Based on a discussion on PaulDotCom (episode 129) about creating custom word lists spidering a targets website and collecting unique words I decided to write CeWL, the Custom Word List generator. CeWL is a ruby app which spiders a given URL to a specified depth, optionally following external links, and returns a list of words which can then be used for password crackers such as John the Ripper.

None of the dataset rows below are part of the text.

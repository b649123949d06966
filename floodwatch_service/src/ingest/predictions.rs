/// Prediction endpoint client.
///
/// `GET /api/predict-flood` returns the monitored stations with their
/// coordinates and a per-day flood forecast. The payload is loosely shaped:
/// the array may sit at the top level or under `data`, coordinates come in
/// several layouts, and numbers sometimes arrive as strings. Parsing is
/// lenient per record: one malformed station is excluded and reported,
/// the rest of the batch still loads. Only a payload with no station array
/// at all fails the refresh.

use serde::Serialize;
use serde_json::{Map, Value};

use crate::config::{ApiConfig, RegionConfig};
use crate::ingest::http::BackendClient;
use crate::model::{Coordinate, FetchError, ForecastEntry, StationRecord};

pub const PREDICTIONS_PATH: &str = "/api/predict-flood";

// ---------------------------------------------------------------------------
// Parse results
// ---------------------------------------------------------------------------

/// Why a single station record was excluded from a refresh.
#[derive(Debug, Clone, PartialEq, Serialize)]
pub enum RecordRejection {
    NotAnObject,
    MissingCoordinate,
    InvalidCoordinate(String),
}

impl std::fmt::Display for RecordRejection {
    fn fmt(&self, f: &mut std::fmt::Formatter<'_>) -> std::fmt::Result {
        match self {
            RecordRejection::NotAnObject => write!(f, "record is not a JSON object"),
            RecordRejection::MissingCoordinate => write!(f, "no usable coordinates"),
            RecordRejection::InvalidCoordinate(msg) => write!(f, "invalid coordinates: {}", msg),
        }
    }
}

#[derive(Debug, Clone, PartialEq, Serialize)]
pub struct RejectedRecord {
    /// Position in the payload array, zero-based.
    pub index: usize,
    pub name: String,
    pub reason: RecordRejection,
}

/// Outcome of one refresh: usable stations plus what was dropped.
#[derive(Debug, Clone, Default, PartialEq)]
pub struct ParsedStations {
    pub stations: Vec<StationRecord>,
    pub rejected: Vec<RejectedRecord>,
}

impl ParsedStations {
    pub fn total(&self) -> usize {
        self.stations.len() + self.rejected.len()
    }
}

// ---------------------------------------------------------------------------
// Parsing
// ---------------------------------------------------------------------------

/// Parses a prediction endpoint response body.
pub fn parse_predictions(body: &str, regions: &RegionConfig) -> Result<ParsedStations, FetchError> {
    let value: Value =
        serde_json::from_str(body).map_err(|e| FetchError::Parse(e.to_string()))?;
    parse_prediction_value(&value, regions)
}

pub fn parse_prediction_value(value: &Value, regions: &RegionConfig) -> Result<ParsedStations, FetchError> {
    let items = station_array(value).ok_or_else(|| {
        FetchError::Parse("response contains no station array".to_string())
    })?;

    let mut parsed = ParsedStations::default();
    for (index, item) in items.iter().enumerate() {
        match parse_station(index, item, regions) {
            Ok(station) => parsed.stations.push(station),
            Err(rejected) => parsed.rejected.push(rejected),
        }
    }
    Ok(parsed)
}

/// The station list is either the top-level array or the `data` field.
fn station_array(value: &Value) -> Option<&Vec<Value>> {
    match value {
        Value::Array(items) => Some(items),
        Value::Object(obj) => obj.get("data").and_then(Value::as_array),
        _ => None,
    }
}

fn parse_station(index: usize, item: &Value, regions: &RegionConfig) -> Result<StationRecord, RejectedRecord> {
    let fallback_name = format!("Station {}", index + 1);

    let Some(obj) = item.as_object() else {
        return Err(RejectedRecord {
            index,
            name: fallback_name,
            reason: RecordRejection::NotAnObject,
        });
    };

    let name = text(obj.get("location"))
        .or_else(|| text(obj.get("name")))
        .or_else(|| text(obj.get("id")))
        .unwrap_or(fallback_name);
    let id = text(obj.get("id")).unwrap_or_else(|| name.clone());

    let coordinate = extract_coordinate(obj).map_err(|reason| RejectedRecord {
        index,
        name: name.clone(),
        reason,
    })?;

    let forecast: Vec<ForecastEntry> = obj
        .get("floodForecast")
        .and_then(Value::as_array)
        .map(|days| days.iter().filter_map(parse_forecast_entry).collect())
        .unwrap_or_default();

    let risk_level = forecast
        .first()
        .and_then(|today| today.risk_level.clone())
        .or_else(|| text(obj.get("riskLevel")));

    let region = text(obj.get("region")).unwrap_or_else(|| regions.region_for(&id, &name));

    Ok(StationRecord {
        id,
        name,
        region,
        coordinate,
        risk_level,
        forecast,
    })
}

fn parse_forecast_entry(value: &Value) -> Option<ForecastEntry> {
    let obj = value.as_object()?;
    Some(ForecastEntry {
        date: text(obj.get("date")),
        rainfall_mm: number(obj.get("rainfall")),
        discharge: number(obj.get("estimatedDischarge")),
        risk_level: text(obj.get("riskLevel")),
        release_probability: number(obj.get("releaseProbability")),
    })
}

/// Tries, in order: `coordinates: {lat, lng}`, top-level `lat`/`lng`,
/// GeoJSON `geometry.coordinates: [lng, lat]`, `coordinates: [lat, lng]`.
fn extract_coordinate(obj: &Map<String, Value>) -> Result<Coordinate, RecordRejection> {
    let coords = obj.get("coordinates");

    let from_object = coords
        .and_then(Value::as_object)
        .and_then(|c| pair(c.get("lat"), c.get("lng")));
    let from_top_level = || pair(obj.get("lat"), obj.get("lng"));
    let from_geojson = || {
        obj.get("geometry")
            .and_then(|g| g.get("coordinates"))
            .and_then(Value::as_array)
            .and_then(|c| pair(c.get(1), c.first()))
    };
    let from_array = || {
        coords
            .and_then(Value::as_array)
            .and_then(|c| pair(c.first(), c.get(1)))
    };

    let (lat, lng) = from_object
        .or_else(from_top_level)
        .or_else(from_geojson)
        .or_else(from_array)
        .ok_or(RecordRejection::MissingCoordinate)?;

    Coordinate::new(lat, lng).map_err(|e| RecordRejection::InvalidCoordinate(e.to_string()))
}

fn pair(lat: Option<&Value>, lng: Option<&Value>) -> Option<(f64, f64)> {
    Some((number(lat)?, number(lng)?))
}

/// A finite number, given either as a JSON number or a numeric string.
fn number(value: Option<&Value>) -> Option<f64> {
    let n = match value? {
        Value::Number(n) => n.as_f64()?,
        Value::String(s) => s.trim().parse::<f64>().ok()?,
        _ => return None,
    };
    n.is_finite().then_some(n)
}

/// A non-blank string.
fn text(value: Option<&Value>) -> Option<String> {
    value
        .and_then(Value::as_str)
        .map(str::trim)
        .filter(|s| !s.is_empty())
        .map(String::from)
}

// ---------------------------------------------------------------------------
// Repositories
// ---------------------------------------------------------------------------

/// Source of the station list.
pub trait StationRepository: Send + Sync {
    fn fetch_stations(&self) -> Result<ParsedStations, FetchError>;
}

/// Reads stations from the live prediction endpoint.
pub struct HttpStationRepository {
    client: BackendClient,
    regions: RegionConfig,
}

impl HttpStationRepository {
    pub fn new(api: &ApiConfig, regions: RegionConfig) -> Result<Self, FetchError> {
        Ok(Self {
            client: BackendClient::new(api)?,
            regions,
        })
    }

    pub fn with_client(client: BackendClient, regions: RegionConfig) -> Self {
        Self { client, regions }
    }

    pub fn endpoint(&self) -> String {
        self.client.url(PREDICTIONS_PATH)
    }
}

impl StationRepository for HttpStationRepository {
    fn fetch_stations(&self) -> Result<ParsedStations, FetchError> {
        let body = self.client.get_text(PREDICTIONS_PATH)?;
        parse_predictions(&body, &self.regions)
    }
}

/// Serves a fixed station list. Used by dev mode and tests.
pub struct StaticStationRepository {
    stations: Vec<StationRecord>,
}

impl StaticStationRepository {
    pub fn new(stations: Vec<StationRecord>) -> Self {
        Self { stations }
    }
}

impl StationRepository for StaticStationRepository {
    fn fetch_stations(&self) -> Result<ParsedStations, FetchError> {
        Ok(ParsedStations {
            stations: self.stations.clone(),
            rejected: Vec::new(),
        })
    }
}
//! The user's region subscriptions.
//!
//! A `SubscriptionSet` only changes through explicit user action. The set
//! is read by the alert trigger; persisting it is the backend's job (see
//! `ingest::subscriptions`).

use std::collections::BTreeSet;

use serde_json::Value;

use crate::model::StationRecord;

#[derive(Debug, Clone, Default, PartialEq, Eq)]
pub struct SubscriptionSet {
    regions: BTreeSet<String>,
}

impl SubscriptionSet {
    pub fn new() -> Self {
        Self::default()
    }

    pub fn from_regions<I, S>(regions: I) -> Self
    where
        I: IntoIterator<Item = S>,
        S: Into<String>,
    {
        Self {
            regions: regions.into_iter().map(Into::into).collect(),
        }
    }

    /// Builds a set from the backend's `subscribedRegions` field.
    ///
    /// The backend has been seen returning nested arrays such as
    /// `[["pune"], ["pune"]]`; one level of nesting is flattened and
    /// duplicates collapse. Anything that is not a string is ignored.
    pub fn from_backend_value(value: &Value) -> Self {
        let Some(items) = value.as_array() else {
            return Self::new();
        };

        let regions = items
            .iter()
            .flat_map(|item| match item {
                Value::Array(inner) => inner.iter().collect::<Vec<_>>(),
                other => vec![other],
            })
            .filter_map(Value::as_str)
            .map(str::trim)
            .filter(|s| !s.is_empty())
            .map(String::from)
            .collect();

        Self { regions }
    }

    pub fn contains(&self, region: &str) -> bool {
        self.regions.contains(region)
    }

    /// A station is covered when the user subscribed to its region or
    /// directly to the station itself.
    pub fn covers(&self, station: &StationRecord) -> bool {
        self.contains(&station.region) || self.contains(&station.id)
    }

    pub fn insert(&mut self, region: &str) -> bool {
        self.regions.insert(region.to_string())
    }

    pub fn remove(&mut self, region: &str) -> bool {
        self.regions.remove(region)
    }

    /// Flips membership of `region`. Returns `true` if it is now subscribed.
    pub fn toggle(&mut self, region: &str) -> bool {
        if self.regions.remove(region) {
            false
        } else {
            self.regions.insert(region.to_string());
            true
        }
    }

    pub fn is_empty(&self) -> bool {
        self.regions.is_empty()
    }

    pub fn len(&self) -> usize {
        self.regions.len()
    }

    pub fn iter(&self) -> impl Iterator<Item = &str> {
        self.regions.iter().map(String::as_str)
    }

    pub fn to_vec(&self) -> Vec<String> {
        self.regions.iter().cloned().collect()
    }
}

By default, CeWL sticks to just the site you have specified and will go to a depth of 2 links, this behaviour can be changed by passing arguments. Be careful if setting a large depth and allowing it to go offsite, you could end up drifting on to a lot of other domains. All words of three characters and over are output to stdout. This length can be increased and the words can be written to a file rather than screen so the app can be automated.
CeWL also has an associated command line app, FAB (Files Already Bagged) which uses the same meta data extraction techniques to create author/creator lists from already downloaded.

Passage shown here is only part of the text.